Degrees of Freedom/Spatial Manifold

[spacebear2000]

I've been away from the forum for a while working on an interesting project developing an open source visualization system for spatial manifolds that have four dimensions. I have two primary lines of questioning that stem from this work.

1) I know that Gerris is an open source solution for modeling fluid dynamics in 2D or 3D. Can anyone speak to the extensibility of the physics or software as pertains to modeling flows in 4D spatial manifolds?

2) My understanding is that liquid water is often regarded as a prerequisite for life or living systems; this makes sense given the structure and behavior of its molecules in three-dimensional spatial manifolds. What molecule (in what state) might serve as the basis for life or living systems in a 4D spatial manifold?

To be clear, I am not asking these questions for myself or my team alone; if anyone wishes to join the effort, please check out https://osf.io/dxjeo/wiki/home/

 

[hilbert2]

It's not difficult to write a 4D version of the hydrodynamical Navier-Stokes equation, treating the velocity field $\vec{v}$ and gradient operator $\vec{\nabla}$ as four-component vectors. The problem is that in numerical simulations the addition of extra spatial coordinate makes the problem considerably more computationally expensive. The number of grid points in the discretized velocity field grows exponentially when dimensionality is increased.
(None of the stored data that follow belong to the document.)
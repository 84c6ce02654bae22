//! Capture-only screen for tests, transcripts, and non-interactive runs.
//! Upper-window output is dropped rather than interleaved so captured
//! transcripts stay stable.

use crate::screen::{Screen, ScreenError};

pub struct HeadlessScreen {
    output: String,
    current_window: u16,
    width: u16,
    height: u16,
}

impl HeadlessScreen {
    pub fn new() -> Self {
        HeadlessScreen {
            output: String::new(),
            current_window: 0,
            width: 80,
            height: 24,
        }
    }

    pub fn output(&self) -> &str {
        &self.output
    }
}

impl Default for HeadlessScreen {
    fn default() -> Self {
        Self::new()
    }
}

impl Screen for HeadlessScreen {
    fn print(&mut self, text: &str) -> Result<(), ScreenError> {
        if self.current_window == 0 {
            self.output.push_str(text);
        }
        Ok(())
    }

    fn print_char(&mut self, ch: char) -> Result<(), ScreenError> {
        if self.current_window == 0 {
            self.output.push(ch);
        }
        Ok(())
    }

    fn split_window(&mut self, _lines: u16) -> Result<(), ScreenError> {
        Ok(())
    }

    fn set_window(&mut self, window: u16) -> Result<(), ScreenError> {
        self.current_window = window;
        Ok(())
    }

    fn erase_window(&mut self, _window: i16) -> Result<(), ScreenError> {
        Ok(())
    }

    fn erase_line(&mut self) -> Result<(), ScreenError> {
        Ok(())
    }

    fn set_cursor(&mut self, _line: u16, _column: u16) -> Result<(), ScreenError> {
        Ok(())
    }

    fn set_text_style(&mut self, _style: u16) -> Result<(), ScreenError> {
        Ok(())
    }

    fn show_status(&mut self, _location: &str, _score: i16, _moves: u16) -> Result<(), ScreenError> {
        Ok(())
    }

    fn dimensions(&self) -> (u16, u16) {
        (self.width, self.height)
    }

    fn captured(&self) -> Option<String> {
        Some(self.output.clone())
    }
}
Similarly, it is easy to write down the Schrödinger equation of a hydrogen atom, any other atom or some molecular species in spaces with dimension other than 3, but the quantum chemical calculations become rapidly more difficult with increasing number of dimensions. We are not able to simulate even 3D water accurately enough to reproduce its special properties (like lower density in solid than in liquid form, or negative heat expansion coefficient in a certain temperature range) in a computer simulation.

 

[spacebear2000]

@hilbert2: Thank you. From whence does the difficulty of accurately simulating 3D water arise? I know this is a naive sort of question, though I want to make sure I understand to what extent we're talking about computer processing speed and to what extent we're talking about gaps in our understanding (or some other challenging factors).

 

[hilbert2]

From whence does the difficulty of accurately simulating 3D water arise? I know this is a naive sort of question, though I want to make sure I understand to what extent we're talking about computer processing speed and to what extent we're talking about gaps in our understanding (or some other challenging factors).

It's basically only about lack of available processing speed. Even simulating a single molecule quantum mechanically can be computationally expensive, let alone simulating a macroscopic sample of water, where there's something like 10²³ molecules, each of which is strongly interacting with its nearest neighboring molecules. Calculating something like "what would the boiling point of water be if space were 4-dimensional" is nowhere near our current abilities.

Hydrodynamic 3D flow problems are possible to solve because there we treat the liquid as "continuous matter", ignoring its molecular nature at microscopic scale.

 

[spacebear2000]

Recognizing this as a computational hurdle (and not a theoretical one) is somewhat assuring, given that we can frame it as an engineering challenge. Thanks again!

 

[spacebear2000]

According to this exchange on physicsforums.com with hilbert2, hydrodynamic 3D flow problems are possible to solve because "there we treat the liquid as 'continuous matter', ignoring its molecular nature at microscopic scale...However, because the number of grid points in the discretized velocity field grows exponentially when dimensionality is increased, the computing power required to model flow in 4D is much greater than in 3D." I would like to find out how great the difference is and what may be required to overcome it.